CIA San Antonio's Classes for Chefs and Enthusiasts
In addition to chef-training programs, the CIA in San Antonio offers periodic hands-on classes – some for culinary professionals and some for amateur "food enthusiasts" – that cover various facets of Latin American cooking. While not exactly the same as taking lessons in Mexico or Peru, these classes are the real deal, and they're practically in the neighborhood.
Last fall, I had the good fortune to attend a professional-level antojitos (Mexican small plates and snacks) class taught by Iliana de la Vega, former chef/owner of the internationally renowned Restaurante el Naranjo in Oaxaca, Mexico. In addition to teaching professional and enthusiast-level courses, de la Vega (who now resides in Austin) is hard at work compiling a comprehensive catalog of Latin American cooking for CIA's archives.

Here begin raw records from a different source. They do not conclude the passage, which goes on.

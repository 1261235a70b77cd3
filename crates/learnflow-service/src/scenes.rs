//! AR scene generation.
//!
//! One canned scene per detected problem family. Unknown problems get a
//! bare generic scene with no nodes or steps; the player treats that as a
//! valid, if silent, payload.

use learnflow_player::{AnimationStep, ArPayload, SceneNode};

fn linear_search() -> ArPayload {
    ArPayload {
        visualization_type: "array_traversal".to_string(),
        scene: "LinearSearchScene".to_string(),
        camera_position: [0.0, 5.0, -10.0],
        nodes: vec![
            SceneNode::new("arr[0]", "array_element"),
            SceneNode::new("arr[1]", "array_element"),
            SceneNode::new("arr[2]", "array_element"),
            SceneNode::new("arr[3]", "array_element"),
        ],
        edges: Vec::new(),
        animation_steps: vec![
            AnimationStep::targeting(1, "highlight", "arr[0]"),
            AnimationStep::targeting(2, "highlight", "arr[1]"),
            AnimationStep::targeting(3, "highlight", "arr[2]"),
            AnimationStep::targeting(4, "found", "arr[2]"),
        ],
        explanation_overlay: "Linear search checks each element sequentially.".to_string(),
    }
}

fn binary_search() -> ArPayload {
    ArPayload {
        visualization_type: "divide_and_conquer".to_string(),
        scene: "BinarySearchScene".to_string(),
        camera_position: [0.0, 7.0, -12.0],
        nodes: vec![
            SceneNode::new("low", "pointer"),
            SceneNode::new("mid", "pointer"),
            SceneNode::new("high", "pointer"),
        ],
        edges: Vec::new(),
        animation_steps: vec![
            AnimationStep::untargeted(1, "move_mid"),
            AnimationStep::untargeted(2, "eliminate_half"),
            AnimationStep::untargeted(3, "move_pointers"),
        ],
        explanation_overlay: "Binary search eliminates half of the array every step.".to_string(),
    }
}

fn sorting() -> ArPayload {
    ArPayload {
        visualization_type: "swap_animation".to_string(),
        scene: "SortingScene".to_string(),
        camera_position: [0.0, 6.0, -10.0],
        nodes: vec![
            SceneNode::new("arr[i]", "array_element"),
            SceneNode::new("arr[j]", "array_element"),
        ],
        edges: Vec::new(),
        animation_steps: vec![
            AnimationStep::untargeted(1, "compare"),
            AnimationStep::untargeted(2, "swap"),
            AnimationStep::untargeted(3, "reorder"),
        ],
        explanation_overlay: "Sorting algorithms compare and swap elements.".to_string(),
    }
}

fn array_max_min() -> ArPayload {
    ArPayload {
        visualization_type: "array_max".to_string(),
        scene: "ArrayMaxScene".to_string(),
        camera_position: [0.0, 5.0, -10.0],
        nodes: vec![
            SceneNode::new("arr[0]", "array_element"),
            SceneNode::new("arr[1]", "array_element"),
            SceneNode::new("arr[2]", "array_element"),
        ],
        edges: Vec::new(),
        animation_steps: vec![
            AnimationStep::targeting(1, "highlight", "arr[0]")
                .with_description("Start with first element"),
            AnimationStep::targeting(2, "highlight", "arr[2]")
                .with_description("New max found at index 2"),
        ],
        explanation_overlay: "We update maximum when larger value is found.".to_string(),
    }
}

fn generic() -> ArPayload {
    ArPayload {
        visualization_type: "generic_algorithm".to_string(),
        scene: "GenericScene".to_string(),
        camera_position: [0.0, 5.0, -10.0],
        nodes: Vec::new(),
        edges: Vec::new(),
        animation_steps: Vec::new(),
        explanation_overlay: "Generic algorithm visualization.".to_string(),
    }
}

/// Builds the AR scene for a detected problem.
///
/// The three sort families share one swap-animation scene.
#[must_use]
pub fn payload_for(problem: &str) -> ArPayload {
    match problem {
        "linear_search" => linear_search(),
        "binary_search" => binary_search(),
        "sorting" | "merge_sort" | "quick_sort" => sorting(),
        "array_max_min" => array_max_min(),
        _ => generic(),
    }
}

#[cfg(test)]
#[allow(clippy::unwrap_used)]
mod tests {
    use super::*;

    #[test]
    fn test_linear_search_targets_resolve() {
        let payload = payload_for("linear_search");
        assert_eq!(payload.scene, "LinearSearchScene");
        for step in &payload.animation_steps {
            let target = step.target.as_deref().unwrap();
            assert!(payload.has_node(target), "dangling target {target}");
        }
    }

    #[test]
    fn test_binary_search_steps_are_untargeted() {
        let payload = payload_for("binary_search");
        assert_eq!(payload.step_count(), 3);
        assert!(payload.animation_steps.iter().all(|s| s.target.is_none()));
        assert!(payload.has_node("mid"));
    }

    #[test]
    fn test_sort_families_share_the_swap_scene() {
        for problem in ["sorting", "merge_sort", "quick_sort"] {
            assert_eq!(payload_for(problem).scene, "SortingScene");
        }
    }

    #[test]
    fn test_unknown_problem_gets_empty_generic_scene() {
        let payload = payload_for("unknown");
        assert_eq!(payload.scene, "GenericScene");
        assert!(payload.is_empty());
        assert!(payload.nodes.is_empty());
    }

    #[test]
    fn test_array_max_steps_have_descriptions() {
        let payload = payload_for("array_max_min");
        assert!(payload
            .animation_steps
            .iter()
            .all(|s| s.description.is_some()));
    }
}
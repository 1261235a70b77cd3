//! LearnFlow pipeline orchestrator.
//!
//! Takes a code submission through the full learning pipeline: analyze the
//! code, evaluate its quality, and look up a recommended video, strictly in
//! that order against the analysis service. The orchestrator owns the stage
//! machine, partial-failure retention, and the event stream observers use to
//! follow a run.

pub mod config;
pub mod error;
pub mod events;
pub mod model;
pub mod orchestrator;
pub mod service;
pub mod stage;

pub use config::{PipelineConfig, CONFIG_FILE_NAME};
pub use error::{PipelineError, RejectReason, RemoteStage, Result, ServiceError};
pub use events::{EventBroadcaster, PipelineEvent};
pub use model::{
    AnalysisOutcome, Difficulty, EvaluationReport, Feedback, GraphAnalysis, Language, Metric,
    PatternAnalysis, PatternFlags, Solution, SolutionKind, SubmissionRequest, VideoResult,
};
pub use orchestrator::Orchestrator;
pub use service::{AnalysisService, HttpAnalysisService};
pub use stage::{PipelineStage, PipelineState, StageFailure};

My classmates were a dozen working chefs from San Antonio, Austin, Laredo, and Santa Fe, N.M. On each of the course's five days, we gathered at 7am for an hourlong lecture on the culinary traditions, ingredients, and cooking practices of a different region of Mexico. Then, in the school's spacious, light-filled kitchen, we worked in teams to prepare scores of antojitos from the region of the day. Under the chef's guidance and exacting eye, we made norteño-style chilorio, uchepos from Michoacán, Jalisco-style tortas, tlacoyos from Pueblo, and garnachas from Tehuantepec. We parsed components and combinations for myriad salsas, got comfortable with dozens of fresh and dried chiles, and learned the textures, fillings, wrappings, and flavors for properly made tamales from all corners of Mexico. We prepared varieties of ceviches and refrescos and masses of masa-based snacks. At day's end, we sat down together with at least 20 different regional dishes to taste, critique, and then devour with gusto and a hard-earned new appreciation.
De la Vega says that new classes are in development (such as Peruvian cooking) and that, while the enthusiast classes are shorter and less intense, her mission is always to impart to students a deep understanding of the studied cuisines and preparations.
Me? I came away with an exponentially increased comprehension of Mexican cooking traditions as well as an invaluable, fat notebook of recipes, food history, flavor profiles, and ideas. While not on a physical visit south of the border, our class reaped great benefit from a hands-on, skillfully guided journey through the culinary regions of Mexico.